- DATA SUPPLIED:
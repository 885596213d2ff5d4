// Copyright 2026 Phillip Cloud
// Licensed under the Apache License, Version 2.0

use anyhow::{Context, Result, bail};
use leadsync_app::{
    ApiError, ApiOutcome, ApiReply, ApiRequest, EMAIL_REJECTED_MARKER, Lead, LeadId, LeadMetrics,
    NewLead, Stage, Task, ViewScope,
};
use reqwest::StatusCode;
use reqwest::blocking::{Client as HttpClient, RequestBuilder};
use reqwest::header::{ACCEPT, COOKIE};
use serde::Deserialize;
use serde::de::DeserializeOwned;
use std::time::Duration;
use tracing::{debug, warn};
use url::Url;

/// The backend operations the session issues. The HTTP client implements it
/// for real; tests swap in an in-memory store.
pub trait LeadsApi {
    fn fetch_leads(&self, scope: ViewScope) -> Result<Vec<Lead>, ApiError>;
    fn update_task(&self, lead_id: &LeadId, task: Task) -> Result<(), ApiError>;
    fn update_stage(&self, lead_id: &LeadId, stage: Stage) -> Result<(), ApiError>;
    fn reschedule(&self, lead_id: &LeadId, action_date: &str) -> Result<(), ApiError>;
    fn complete(&self, lead_id: &LeadId) -> Result<(), ApiError>;
    fn delete(&self, lead_id: &LeadId) -> Result<(), ApiError>;
    fn fetch_metrics(&self) -> Result<LeadMetrics, ApiError>;
    fn create_lead(&self, lead: &NewLead) -> Result<Option<LeadId>, ApiError>;
}

/// Carries out one queued request and packages the result for
/// `Session::handle_reply`.
pub fn perform<A: LeadsApi + ?Sized>(api: &A, request: &ApiRequest) -> ApiOutcome {
    let outcome = match request {
        ApiRequest::FetchLeads(scope) => api.fetch_leads(*scope).map(ApiReply::Leads),
        ApiRequest::UpdateTask { lead_id, task } => {
            api.update_task(lead_id, *task).map(|()| ApiReply::Accepted)
        }
        ApiRequest::UpdateStage { lead_id, stage } => {
            api.update_stage(lead_id, *stage).map(|()| ApiReply::Accepted)
        }
        ApiRequest::Reschedule {
            lead_id,
            action_date,
        } => api
            .reschedule(lead_id, action_date)
            .map(|()| ApiReply::Accepted),
        ApiRequest::Complete { lead_id } => api.complete(lead_id).map(|()| ApiReply::Accepted),
        ApiRequest::Delete { lead_id } => api.delete(lead_id).map(|()| ApiReply::Accepted),
        ApiRequest::FetchMetrics => api.fetch_metrics().map(ApiReply::Metrics),
        ApiRequest::CreateLead(lead) => api.create_lead(lead).map(|_| ApiReply::Accepted),
    };
    if let Err(error) = &outcome {
        warn!(kind = request.label(), %error, "request failed");
    }
    outcome
}

#[derive(Debug, Clone)]
pub struct Client {
    base_url: Url,
    session: Option<String>,
    timeout: Duration,
    http: HttpClient,
}

impl Client {
    pub fn new(base_url: &str, session: Option<&str>, timeout: Duration) -> Result<Self> {
        let trimmed = base_url.trim().trim_end_matches('/');
        if trimmed.is_empty() {
            bail!("server.base_url must not be empty");
        }
        let base_url = Url::parse(trimmed).with_context(|| {
            format!("server.base_url {trimmed:?} is not a URL -- use a form like http://localhost:8000")
        })?;
        if !matches!(base_url.scheme(), "http" | "https") || base_url.cannot_be_a_base() {
            bail!(
                "server.base_url must be an http(s) URL, got {:?}",
                base_url.as_str()
            );
        }

        let http = HttpClient::builder()
            .timeout(timeout)
            .build()
            .context("build HTTP client")?;

        Ok(Self {
            base_url,
            session: session
                .map(str::trim)
                .filter(|value| !value.is_empty())
                .map(str::to_owned),
            timeout,
            http,
        })
    }

    pub fn base_url(&self) -> &str {
        self.base_url.as_str().trim_end_matches('/')
    }

    pub fn timeout(&self) -> Duration {
        self.timeout
    }

    pub fn has_session(&self) -> bool {
        self.session.is_some()
    }

    fn url(&self, segments: &[&str]) -> Url {
        let mut url = self.base_url.clone();
        if let Ok(mut path) = url.path_segments_mut() {
            path.pop_if_empty().extend(segments);
        }
        url
    }

    fn lead_url(&self, lead_id: &LeadId, action: &str) -> Url {
        self.url(&["api", "leads", lead_id.as_str(), action])
    }

    /// Sends the request and returns the status with the full body text.
    fn execute(&self, builder: RequestBuilder) -> Result<(StatusCode, String), ApiError> {
        let mut builder = builder.header(ACCEPT, "application/json");
        if let Some(session) = &self.session {
            builder = builder.header(COOKIE, format!("id={session}"));
        }
        let response = builder
            .send()
            .map_err(|error| connection_error(self.base_url(), &error))?;
        let status = response.status();
        let body = response.text().map_err(|error| ApiError::Decode {
            what: "response body",
            message: error.to_string(),
        })?;
        debug!(status = status.as_u16(), bytes = body.len(), "response received");
        Ok((status, body))
    }

    fn expect_success(&self, builder: RequestBuilder) -> Result<String, ApiError> {
        let (status, body) = self.execute(builder)?;
        if !status.is_success() {
            return Err(clean_error_response(status, &body));
        }
        Ok(body)
    }
}

impl LeadsApi for Client {
    fn fetch_leads(&self, scope: ViewScope) -> Result<Vec<Lead>, ApiError> {
        let mut url = self.url(&["api", "getleads"]);
        url.query_pairs_mut().append_pair("source", scope.as_query());
        let body = self.expect_success(self.http.get(url))?;
        let envelope: LeadsEnvelope = decode("lead list", &body)?;
        Ok(envelope.leads)
    }

    fn update_task(&self, lead_id: &LeadId, task: Task) -> Result<(), ApiError> {
        let request = self
            .http
            .patch(self.lead_url(lead_id, "task"))
            .json(&serde_json::json!({ "task": task.as_str() }));
        self.expect_success(request).map(|_| ())
    }

    fn update_stage(&self, lead_id: &LeadId, stage: Stage) -> Result<(), ApiError> {
        let request = self
            .http
            .patch(self.lead_url(lead_id, "stage"))
            .json(&serde_json::json!({ "stage": stage.as_str() }));
        self.expect_success(request).map(|_| ())
    }

    fn reschedule(&self, lead_id: &LeadId, action_date: &str) -> Result<(), ApiError> {
        let request = self
            .http
            .patch(self.lead_url(lead_id, "reschedule"))
            .json(&serde_json::json!({ "action_date": action_date }));
        self.expect_success(request).map(|_| ())
    }

    fn complete(&self, lead_id: &LeadId) -> Result<(), ApiError> {
        let request = self
            .http
            .post(self.lead_url(lead_id, "complete"))
            .json(&serde_json::json!({}));
        self.expect_success(request).map(|_| ())
    }

    fn delete(&self, lead_id: &LeadId) -> Result<(), ApiError> {
        let request = self
            .http
            .delete(self.lead_url(lead_id, "delete"))
            .json(&serde_json::json!({ "leadId": lead_id }));
        self.expect_success(request).map(|_| ())
    }

    fn fetch_metrics(&self) -> Result<LeadMetrics, ApiError> {
        let body = self.expect_success(self.http.get(self.url(&["api", "leads", "metrics"])))?;
        decode("metrics", &body)
    }

    fn create_lead(&self, lead: &NewLead) -> Result<Option<LeadId>, ApiError> {
        let request = self.http.post(self.url(&["api", "leads"])).json(lead);
        let (status, body) = self.execute(request)?;
        // The validator's rejection is recognized by body text, whatever the
        // status code.
        if body.contains(EMAIL_REJECTED_MARKER) {
            return Err(ApiError::Validation(EMAIL_REJECTED_MARKER.to_owned()));
        }
        if !status.is_success() {
            return Err(clean_error_response(status, &body));
        }
        let created: CreatedEnvelope = decode("create lead response", &body)?;
        Ok(created.id)
    }
}

fn decode<T: DeserializeOwned>(what: &'static str, body: &str) -> Result<T, ApiError> {
    serde_json::from_str(body).map_err(|error| ApiError::Decode {
        what,
        message: error.to_string(),
    })
}

fn connection_error(base_url: &str, error: &reqwest::Error) -> ApiError {
    ApiError::Transport {
        url: base_url.to_owned(),
        message: error.to_string(),
    }
}

fn clean_error_response(status: StatusCode, body: &str) -> ApiError {
    let status = status.as_u16();
    if let Ok(parsed) = serde_json::from_str::<ErrorEnvelope>(body)
        && let Some(message) = parsed.detail.or(parsed.error)
        && !message.is_empty()
    {
        return ApiError::Status { status, message };
    }

    if !body.is_empty() && body.len() < 100 && !body.contains('{') {
        return ApiError::Status {
            status,
            message: body.trim().to_owned(),
        };
    }

    ApiError::Status {
        status,
        message: "request rejected".to_owned(),
    }
}

#[derive(Debug, Deserialize)]
struct LeadsEnvelope {
    leads: Vec<Lead>,
}

#[derive(Debug, Deserialize)]
struct CreatedEnvelope {
    #[serde(default)]
    id: Option<LeadId>,
}

/// Error bodies come in two shapes: `{"detail": ...}` from raised HTTP
/// errors and `{"ok": false, "error": ...}` from hand-built responses.
#[derive(Debug, Deserialize)]
struct ErrorEnvelope {
    detail: Option<String>,
    error: Option<String>,
}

- TASK DIRECTIONS:
Please copy, word for word, every line from the first line of the records through the line containing "pub trait LeadsApi", with both of those lines included and nothing else.

- OUTPUT BELOW:
repository 885596213d2ff5d4
// Copyright 2026 Phillip Cloud
// Licensed under the Apache License, Version 2.0

use anyhow::{Context, Result, bail};
use leadsync_app::{
    ApiError, ApiOutcome, ApiReply, ApiRequest, EMAIL_REJECTED_MARKER, Lead, LeadId, LeadMetrics,
    NewLead, Stage, Task, ViewScope,
};
use reqwest::StatusCode;
use reqwest::blocking::{Client as HttpClient, RequestBuilder};
use reqwest::header::{ACCEPT, COOKIE};
use serde::Deserialize;
use serde::de::DeserializeOwned;
use std::time::Duration;
use tracing::{debug, warn};
use url::Url;

/// The backend operations the session issues. The HTTP client implements it
/// for real; tests swap in an in-memory store.
pub trait LeadsApi {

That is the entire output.